◆ **What you should do**
An unaltered copy of the listing below is required.

◆ **Dataset records**
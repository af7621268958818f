use assert_fs::prelude::*;
use assert_fs::TempDir;
use std::sync::Arc;

use bytes::Bytes;
use predicates::prelude::*;
use tokio_test::assert_err;

use imagelens::{
    Feedback, FeedbackStore, IndexKind, NewImageRecord, SqliteOptions, SqliteStore, StoreError,
    VectorStore,
};

fn options(index: IndexKind, dimension: usize) -> SqliteOptions {
    SqliteOptions {
        index,
        max_elements: 1_000,
        dimension: Some(dimension),
        ..SqliteOptions::default()
    }
}

fn record(filename: &str, features: Vec<f32>) -> NewImageRecord {
    NewImageRecord {
        features,
        filename: filename.to_string(),
        description: format!("{} description", filename),
        topic: "test".to_string(),
        image: Bytes::from(format!("{} bytes", filename)),
    }
}

#[tokio::test]
async fn test_records_survive_reopen() {
    let dir = TempDir::new().unwrap();
    let db = dir.child("images.db");

    let store = SqliteStore::open(db.path(), options(IndexKind::Flat, 4)).await.unwrap();
    store.ingest(record("a.png", vec![1.0, 0.0, 0.0, 0.0])).await.unwrap();
    let b = store.ingest(record("b.png", vec![0.0, 1.0, 0.0, 0.0])).await.unwrap();
    store.close().await;

    db.assert(predicate::path::is_file());

    let store = SqliteStore::open(db.path(), options(IndexKind::Flat, 4)).await.unwrap();
    assert_eq!(store.count().await.unwrap(), 2);

    let hits = store.nearest_neighbors(&[0.0, 1.0, 0.0, 0.0], 1, 10).await.unwrap();
    assert_eq!(hits.len(), 1);
    assert_eq!(hits[0].record.id, b);
    assert_eq!(hits[0].record.filename, "b.png");
    assert_eq!(hits[0].record.description, "b.png description");
    assert_eq!(hits[0].record.image, Bytes::from("b.png bytes"));
    assert!((hits[0].score - 1.0).abs() < 1e-5);
    store.close().await;
}

#[tokio::test]
async fn test_ranking_and_ties() {
    let dir = TempDir::new().unwrap();
    let store = SqliteStore::open(dir.child("images.db").path(), options(IndexKind::Flat, 2))
        .await
        .unwrap();

    store.ingest(record("far.png", vec![0.0, 1.0])).await.unwrap();
    store.ingest(record("first.png", vec![1.0, 0.0])).await.unwrap();
    store.ingest(record("second.png", vec![2.0, 0.0])).await.unwrap();

    let hits = store.nearest_neighbors(&[1.0, 0.0], 3, 3).await.unwrap();
    let names: Vec<_> = hits.iter().map(|h| h.record.filename.as_str()).collect();
    assert_eq!(names, ["first.png", "second.png", "far.png"]);

    assert!(store.nearest_neighbors(&[1.0, 0.0], 0, 10).await.unwrap().is_empty());
    store.close().await;
}

#[tokio::test]
async fn test_dimension_is_enforced() {
    let dir = TempDir::new().unwrap();
    let db = dir.child("images.db");

    let store = SqliteStore::open(db.path(), options(IndexKind::Flat, 4)).await.unwrap();
    store.ingest(record("a.png", vec![1.0, 0.0, 0.0, 0.0])).await.unwrap();

    let err = assert_err!(store.ingest(record("short.png", vec![1.0, 0.0])).await);
    assert!(matches!(err, StoreError::Dimension { expected: 4, actual: 2 }), "{:?}", err);
    let err = assert_err!(store.nearest_neighbors(&[1.0; 8], 1, 10).await);
    assert!(matches!(err, StoreError::Dimension { .. }), "{:?}", err);
    assert_eq!(store.count().await.unwrap(), 1);
    store.close().await;

    // A different extractor cannot reuse the database
    let err = assert_err!(SqliteStore::open(db.path(), options(IndexKind::Flat, 8)).await);
    assert!(matches!(err, StoreError::Dimension { .. }), "{:?}", err);
}

#[tokio::test]
async fn test_empty_store_yields_no_matches() {
    let store = SqliteStore::connect("sqlite::memory:", options(IndexKind::Flat, 3))
        .await
        .unwrap();
    assert_eq!(store.count().await.unwrap(), 0);
    assert!(store.nearest_neighbors(&[1.0, 2.0, 3.0], 5, 10).await.unwrap().is_empty());
}

#[tokio::test]
async fn test_feedback_is_stored() {
    let dir = TempDir::new().unwrap();
    let store = SqliteStore::open(dir.child("images.db").path(), options(IndexKind::Flat, 4))
        .await
        .unwrap();

    store.submit_feedback(Feedback::new("5", None)).await.unwrap();
    store
        .submit_feedback(Feedback::new("2", Some("too slow".to_string())))
        .await
        .unwrap();

    assert_eq!(store.feedback_count().await.unwrap(), 2);
    assert_eq!(store.count().await.unwrap(), 0);
    store.close().await;
}

#[cfg(feature = "hnsw")]
#[tokio::test]
async fn test_hnsw_index_is_rebuilt_on_open() {
    let dir = TempDir::new().unwrap();
    let db = dir.child("images.db");

    let store = SqliteStore::open(db.path(), options(IndexKind::Hnsw, 3)).await.unwrap();
    store.ingest(record("x.png", vec![1.0, 0.0, 0.0])).await.unwrap();
    store.ingest(record("y.png", vec![0.0, 1.0, 0.0])).await.unwrap();
    store.ingest(record("z.png", vec![0.0, 0.0, 1.0])).await.unwrap();
    store.close().await;

    let store = SqliteStore::open(db.path(), options(IndexKind::Hnsw, 3)).await.unwrap();
    let hits = store.nearest_neighbors(&[0.0, 0.0, 1.0], 1, 10).await.unwrap();
    assert_eq!(hits[0].record.filename, "z.png");
    assert!((hits[0].score - 1.0).abs() < 1e-4);
    store.close().await;
}

fn one_hot(dimension: usize, hot: usize) -> Vec<f32> {
    let mut features = vec![0.0; dimension];
    features[hot] = 1.0;
    features
}

async fn concurrent_ingest_and_search(index: IndexKind) {
    const WRITERS: usize = 16;

    let dir = TempDir::new().unwrap();
    let store = Arc::new(
        SqliteStore::open(dir.child("images.db").path(), options(index, WRITERS))
            .await
            .unwrap(),
    );

    let writes: Vec<_> = (0..WRITERS)
        .map(|n| {
            let store = Arc::clone(&store);
            tokio::spawn(async move {
                store.ingest(record(&format!("{}.png", n), one_hot(WRITERS, n))).await
            })
        })
        .collect();
    for write in writes {
        write.await.unwrap().unwrap();
    }
    assert_eq!(store.count().await.unwrap(), WRITERS as u64);

    let reads: Vec<_> = (0..WRITERS)
        .map(|n| {
            let store = Arc::clone(&store);
            tokio::spawn(async move {
                let hits = store.nearest_neighbors(&one_hot(WRITERS, n), 1, 32).await.unwrap();
                (n, hits)
            })
        })
        .collect();
    for read in reads {
        let (n, hits) = read.await.unwrap();
        assert_eq!(hits.len(), 1);
        assert_eq!(hits[0].record.filename, format!("{}.png", n));
        assert!((hits[0].score - 1.0).abs() < 1e-4);
    }
    store.close().await;
}

#[tokio::test(flavor = "multi_thread", worker_threads = 4)]
async fn test_concurrent_ingest_and_search_flat() {
    concurrent_ingest_and_search(IndexKind::Flat).await;
}

#[cfg(feature = "hnsw")]
#[tokio::test(flavor = "multi_thread", worker_threads = 4)]
async fn test_concurrent_ingest_and_search_hnsw() {
    concurrent_ingest_and_search(IndexKind::Hnsw).await;
}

◆ **Task answer**
repository af7621268958818f
use assert_fs::prelude::*;
use assert_fs::TempDir;
use std::sync::Arc;

use bytes::Bytes;
use predicates::prelude::*;
use tokio_test::assert_err;

use imagelens::{
    Feedback, FeedbackStore, IndexKind, NewImageRecord, SqliteOptions, SqliteStore, StoreError,
    VectorStore,
};

fn options(index: IndexKind, dimension: usize) -> SqliteOptions {
    SqliteOptions {
        index,
        max_elements: 1_000,
        dimension: Some(dimension),
        ..SqliteOptions::default()
    }
}

fn record(filename: &str, features: Vec<f32>) -> NewImageRecord {
    NewImageRecord {
        features,
        filename: filename.to_string(),
        description: format!("{} description", filename),
        topic: "test".to_string(),
        image: Bytes::from(format!("{} bytes", filename)),
    }
}

#[tokio::test]
async fn test_records_survive_reopen() {
    let dir = TempDir::new().unwrap();
    let db = dir.child("images.db");

    let store = SqliteStore::open(db.path(), options(IndexKind::Flat, 4)).await.unwrap();
    store.ingest(record("a.png", vec![1.0, 0.0, 0.0, 0.0])).await.unwrap();
    let b = store.ingest(record("b.png", vec![0.0, 1.0, 0.0, 0.0])).await.unwrap();
    store.close().await;

    db.assert(predicate::path::is_file());

    let store = SqliteStore::open(db.path(), options(IndexKind::Flat, 4)).await.unwrap();
    assert_eq!(store.count().await.unwrap(), 2);

    let hits = store.nearest_neighbors(&[0.0, 1.0, 0.0, 0.0], 1, 10).await.unwrap();
    assert_eq!(hits.len(), 1);
    assert_eq!(hits[0].record.id, b);
    assert_eq!(hits[0].record.filename, "b.png");
    assert_eq!(hits[0].record.description, "b.png description");
    assert_eq!(hits[0].record.image, Bytes::from("b.png bytes"));
    assert!((hits[0].score - 1.0).abs() < 1e-5);
    store.close().await;
}

#[tokio::test]
async fn test_ranking_and_ties() {
    let dir = TempDir::new().unwrap();
    let store = SqliteStore::open(dir.child("images.db").path(), options(IndexKind::Flat, 2))
        .await
        .unwrap();

    store.ingest(record("far.png", vec![0.0, 1.0])).await.unwrap();
    store.ingest(record("first.png", vec![1.0, 0.0])).await.unwrap();
    store.ingest(record("second.png", vec![2.0, 0.0])).await.unwrap();

    let hits = store.nearest_neighbors(&[1.0, 0.0], 3, 3).await.unwrap();
    let names: Vec<_> = hits.iter().map(|h| h.record.filename.as_str()).collect();
    assert_eq!(names, ["first.png", "second.png", "far.png"]);

    assert!(store.nearest_neighbors(&[1.0, 0.0], 0, 10).await.unwrap().is_empty());
    store.close().await;
}

#[tokio::test]
async fn test_dimension_is_enforced() {
    let dir = TempDir::new().unwrap();
    let db = dir.child("images.db");

    let store = SqliteStore::open(db.path(), options(IndexKind::Flat, 4)).await.unwrap();
    store.ingest(record("a.png", vec![1.0, 0.0, 0.0, 0.0])).await.unwrap();

    let err = assert_err!(store.ingest(record("short.png", vec![1.0, 0.0])).await);
    assert!(matches!(err, StoreError::Dimension { expected: 4, actual: 2 }), "{:?}", err);
    let err = assert_err!(store.nearest_neighbors(&[1.0; 8], 1, 10).await);
    assert!(matches!(err, StoreError::Dimension { .. }), "{:?}", err);
    assert_eq!(store.count().await.unwrap(), 1);
    store.close().await;

    // A different extractor cannot reuse the database
    let err = assert_err!(SqliteStore::open(db.path(), options(IndexKind::Flat, 8)).await);
    assert!(matches!(err, StoreError::Dimension { .. }), "{:?}", err);
}

#[tokio::test]
async fn test_empty_store_yields_no_matches() {
    let store = SqliteStore::connect("sqlite::memory:", options(IndexKind::Flat, 3))
        .await
        .unwrap();
    assert_eq!(store.count().await.unwrap(), 0);
    assert!(store.nearest_neighbors(&[1.0, 2.0, 3.0], 5, 10).await.unwrap().is_empty());
}

#[tokio::test]
async fn test_feedback_is_stored() {
    let dir = TempDir::new().unwrap();
    let store = SqliteStore::open(dir.child("images.db").path(), options(IndexKind::Flat, 4))
        .await
        .unwrap();

    store.submit_feedback(Feedback::new("5", None)).await.unwrap();
    store
        .submit_feedback(Feedback::new("2", Some("too slow".to_string())))
        .await
        .unwrap();

    assert_eq!(store.feedback_count().await.unwrap(), 2);
    assert_eq!(store.count().await.unwrap(), 0);
    store.close().await;
}

#[cfg(feature = "hnsw")]
#[tokio::test]
async fn test_hnsw_index_is_rebuilt_on_open() {
    let dir = TempDir::new().unwrap();
    let db = dir.child("images.db");

    let store = SqliteStore::open(db.path(), options(IndexKind::Hnsw, 3)).await.unwrap();
    store.ingest(record("x.png", vec![1.0, 0.0, 0.0])).await.unwrap();
    store.ingest(record("y.png", vec![0.0, 1.0, 0.0])).await.unwrap();
    store.ingest(record("z.png", vec![0.0, 0.0, 1.0])).await.unwrap();
    store.close().await;

    let store = SqliteStore::open(db.path(), options(IndexKind::Hnsw, 3)).await.unwrap();
    let hits = store.nearest_neighbors(&[0.0, 0.0, 1.0], 1, 10).await.unwrap();
    assert_eq!(hits[0].record.filename, "z.png");
    assert!((hits[0].score - 1.0).abs() < 1e-4);
    store.close().await;
}

fn one_hot(dimension: usize, hot: usize) -> Vec<f32> {
    let mut features = vec![0.0; dimension];
    features[hot] = 1.0;
    features
}

async fn concurrent_ingest_and_search(index: IndexKind) {
    const WRITERS: usize = 16;

    let dir = TempDir::new().unwrap();
    let store = Arc::new(
        SqliteStore::open(dir.child("images.db").path(), options(index, WRITERS))
            .await
            .unwrap(),
    );

    let writes: Vec<_> = (0..WRITERS)
        .map(|n| {
            let store = Arc::clone(&store);
            tokio::spawn(async move {
                store.ingest(record(&format!("{}.png", n), one_hot(WRITERS, n))).await
            })
        })
        .collect();
    for write in writes {
        write.await.unwrap().unwrap();
    }
    assert_eq!(store.count().await.unwrap(), WRITERS as u64);

    let reads: Vec<_> = (0..WRITERS)
        .map(|n| {
            let store = Arc::clone(&store);
            tokio::spawn(async move {
                let hits = store.nearest_neighbors(&one_hot(WRITERS, n), 1, 32).await.unwrap();
                (n, hits)
            })
        })
        .collect();
    for read in reads {
        let (n, hits) = read.await.unwrap();
        assert_eq!(hits.len(), 1);
        assert_eq!(hits[0].record.filename, format!("{}.png", n));
        assert!((hits[0].score - 1.0).abs() < 1e-4);
    }
    store.close().await;
}

#[tokio::test(flavor = "multi_thread", worker_threads = 4)]
async fn test_concurrent_ingest_and_search_flat() {
    concurrent_ingest_and_search(IndexKind::Flat).await;
}

#[cfg(feature = "hnsw")]
#[tokio::test(flavor = "multi_thread", worker_threads = 4)]
async fn test_concurrent_ingest_and_search_hnsw() {
    concurrent_ingest_and_search(IndexKind::Hnsw).await;
}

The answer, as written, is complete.